5. ALT - alternate base(s): Comma separated list of alternate non-reference alleles called on at least one of the samples.
6. QUAL - quality: Phred-scaled quality score for the assertion made in ALT. High QUAL scores indicate high confidence calls.
7. FILTER - filter status: PASS if this position has passed all filters. Otherwise,if the site has not passed all filters, a semicolon-separated list of codes for filters that fail.
8. INFO - additional information: INFO fields are encoded as a semicolon-separated series of short keys with optional values in the format: <key>=<data>[,data]. Arbitrary keys are permitted, although the following sub-fields are reserved (albeit optional):
• AA : ancestral allele
• AC : allele count in genotypes, for each ALT allele, in the same order as listed
• AF : allele frequency for each ALT allele in the same order as listed: use this when estimated from primary
data, not called genotypes
• AN : total number of alleles in called genotypes
• BQ : RMS base quality at this position
• CIGAR : cigar string describing how to align an alternate allele to the reference allele
• DB : dbSNP membership
• DP : combined depth across samples, e.g. DP=154
• END : end position of the variant described in this record (for use with symbolic alleles)
• H2 : membership in hapmap2
• H3 : membership in hapmap3
• MQ : RMS mapping quality, e.g. MQ=52
• MQ0 : Number of MAPQ == 0 reads covering this record
• NS : Number of samples with data
• SB : strand bias at this position
• SOMATIC : indicates that the record is a somatic mutation, for cancer genomics
• VALIDATED : validated by follow-up experiment
• 1000G : membership in 1000 Genomes
The exact format of each INFO sub-field should be specified in the meta-information (as described above).
The first sub-field must always be the genotype (GT) if it is present. There are no required sub-fields.
As with the INFO field, there are several common, reserved keywords that are standards across the community:
• GT : genotype, encoded as allele values separated by either of / or |. The allele values are 0 for the reference allele (what is in the REF field), 1 for the first allele listed in ALT, 2 for the second allele list in ALT and
so on. For diploid calls examples could be 0/1, 1 | 0, or 1/2, etc. For haploid calls, e.g. on Y, male nonpseudoautosomal X, or mitochondrion, only one allele value should be given; a triploid call might look like 0/0/1. If a call cannot be made for a sample at a given locus, ‘.’ should be specified for each missing allele in the GT field (for example ‘./.’ for a diploid genotype and ‘.’ for haploid genotype).
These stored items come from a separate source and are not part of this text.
//! Any-Operation Validator Error Types

use modvalidation_interface::ModuleError;
use thiserror::Error;

#[derive(Error, Debug, Copy, Clone, PartialEq, Eq)]
pub enum ModValidationAnyError {
    #[error("not authorized by the account")]
    Unauthorized,

    #[error("module is not installed on an account")]
    NotInstalled,

    #[error("call has no caller to bind")]
    MissingCaller,

    #[error("call is not part of a transaction")]
    MissingTransactionId,

    #[error("skip entry points not found")]
    SkipEntryPointsNotFound,
}

impl ModValidationAnyError {
    pub fn code(&self) -> u32 {
        3000 + *self as u32
    }
}

impl From<ModValidationAnyError> for ModuleError {
    fn from(e: ModValidationAnyError) -> Self {
        ModuleError::reverted(e.code(), e.to_string())
    }
}
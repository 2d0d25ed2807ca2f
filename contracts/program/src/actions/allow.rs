//! Allow and GetAllowances handlers

use modvalidation_any_state::{Allowance, Allowances, ModuleStorage};
use modvalidation_assertions::{
    check_bytes_match, check_contract_call_authority, require_transaction_id,
};
use modvalidation_interface::{Host, ModuleResult};

use crate::error::ModValidationAnyError;
use crate::instruction::AllowArgs;

/// Registers a one-time allowance for `args.operation`, redeemable only within
/// the current transaction.
///
/// The allowance is granted by the account the module is bound to, which must
/// authorize the call. Nothing is written when any check fails.
pub fn process_allow<H: Host + ?Sized>(host: &mut H, args: AllowArgs) -> ModuleResult {
    let storage = ModuleStorage::of(host);

    let account = storage
        .account_id(host)?
        .ok_or(ModValidationAnyError::NotInstalled)?;

    if !args.user.is_empty() {
        check_bytes_match(&args.user, &account.value, ModValidationAnyError::Unauthorized)?;
    }

    check_contract_call_authority(host, &account.value, ModValidationAnyError::Unauthorized)?;

    let tx_id = require_transaction_id(host, ModValidationAnyError::MissingTransactionId)?;

    let entry_point = args.operation.entry_point;
    let mut allowances = storage.allowances(host)?.unwrap_or_default();
    allowances.push(Allowance::new(tx_id, account.value, args.operation));
    storage.put_allowances(host, &allowances);

    msg!(host, "pre-allow {}", entry_point);
    Ok(())
}

/// Pending allowances, `None` when none was ever registered.
pub fn process_get_allowances<H: Host + ?Sized>(host: &H) -> ModuleResult<Option<Allowances>> {
    Ok(ModuleStorage::of(host).allowances(host)?)
}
The meanings of the separators are as follows (see the PS field below for more details on incorporating phasing information into the genotypes):
◦ / : genotype unphased
◦ | : genotype phased
• DP : read depth at this position for this sample (Integer)
• FT : sample genotype filter indicating if this genotype was “called” (similar in concept to the FILTER field).
• GL : genotype likelihoods comprised of comma separated floating point log10-scaled likelihoods for all possible genotypes given the set of alleles defined in the REF and ALT fields.
• GLE : genotype likelihoods of heterogeneous ploidy, used in presence of uncertain copy number.
• PL : the phred-scaled genotype likelihoods rounded to the closest integer (and otherwise defined precisely as the GL field) (Integers)
• GP : the phred-scaled genotype posterior probabilities (and otherwise defined precisely as the GL field); intended to store imputed genotype probabilities (Floats)
• GQ : conditional genotype quality, encoded as a phred quality −10log10p(genotype call is wrong, conditioned on the site’s being variant) (Integer)
• HQ : haplotype qualities, two comma separated phred qualities (Integers)
• PS : phase set.
• PQ : phasing quality, the phred-scaled probability that alleles are ordered incorrectly in a heterozygote (against all other members in the phase set).
• EC : comma separated list of expected alternate allele counts for each alternate allele in the same order as listed in the ALT field (typically used in association analyses) (Integers)
• MQ : RMS mapping quality, similar to the version in the INFO field. (Integer)

FORMAT: 

GT指genotype, 1/1 代表homozygote, 两个等位基因均和参考基因组不同。 0/1 代表heterozygote, 一个等位基因与参考基因组一样,另一个不一样。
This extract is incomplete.